Ainsi fut fait, monsieur, nous ne pûmes rien nous dire tant que nous n’entendîmes pas s’approcher sous le cloître le bruit des sandales du moine et des pas légers de Fior d’Aliza.

À ce moment, je me collai seule contre la grille, et je bus des yeux le visage de ma chère enfant. Mon Dieu ! qu’elle était belle ! mais qu’elle était pale dans son costume sombre de gardien d’une prison ! Ses yeux, en me regardant à la dérobée, pendant qu’elle pouvait être entrevue de nous en passant et repassant, étaient tellement voilés de larmes mal contenues, qu’on ne pouvait les voir que comme on voit une pervenche mouillée à travers les gouttes d’eau au bord de la source.

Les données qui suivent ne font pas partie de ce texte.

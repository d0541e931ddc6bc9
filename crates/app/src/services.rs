//! Application services: use-case implementations.
//!
//! Each service struct accepts port trait implementations via generic parameters
//! (constructor injection), keeping this layer decoupled from concrete adapters.

pub mod incoming_phone_number_service;
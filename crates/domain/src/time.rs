//! Timestamps stamped on incoming phone numbers.
//!
//! `date_created` is set once when a number is registered and `date_updated`
//! on every update. Both are stored as RFC 3339 text with sub-second
//! precision, so a value read back compares equal to the one written.

use chrono::{DateTime, Utc};

/// UTC instant carried by `date_created` and `date_updated`.
pub type Timestamp = DateTime<Utc>;

/// Current instant, used by the provisioning service when it stamps records.
#[must_use]
pub fn now() -> Timestamp {
    Utc::now()
}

Comme le cloître était bien long et que le frère Hilario marchait pesamment, à cause de son âge, nous causions, Hyeronimo, mon frère et moi, pendant la distance d’un bout du cloître à l’autre bout ; le chien même semblait s’en mêler, monsieur, et ses yeux semblaient véritablement pleurer autant que les miens, quand je regardais Fior d’Aliza ou Hyeronimo. Il n’y avait que le père qui ne pleurait pas, hélas ! parce que ses yeux aveugles ne donnaient plus de larmes ; mais son cœur n’en était que plus noyé !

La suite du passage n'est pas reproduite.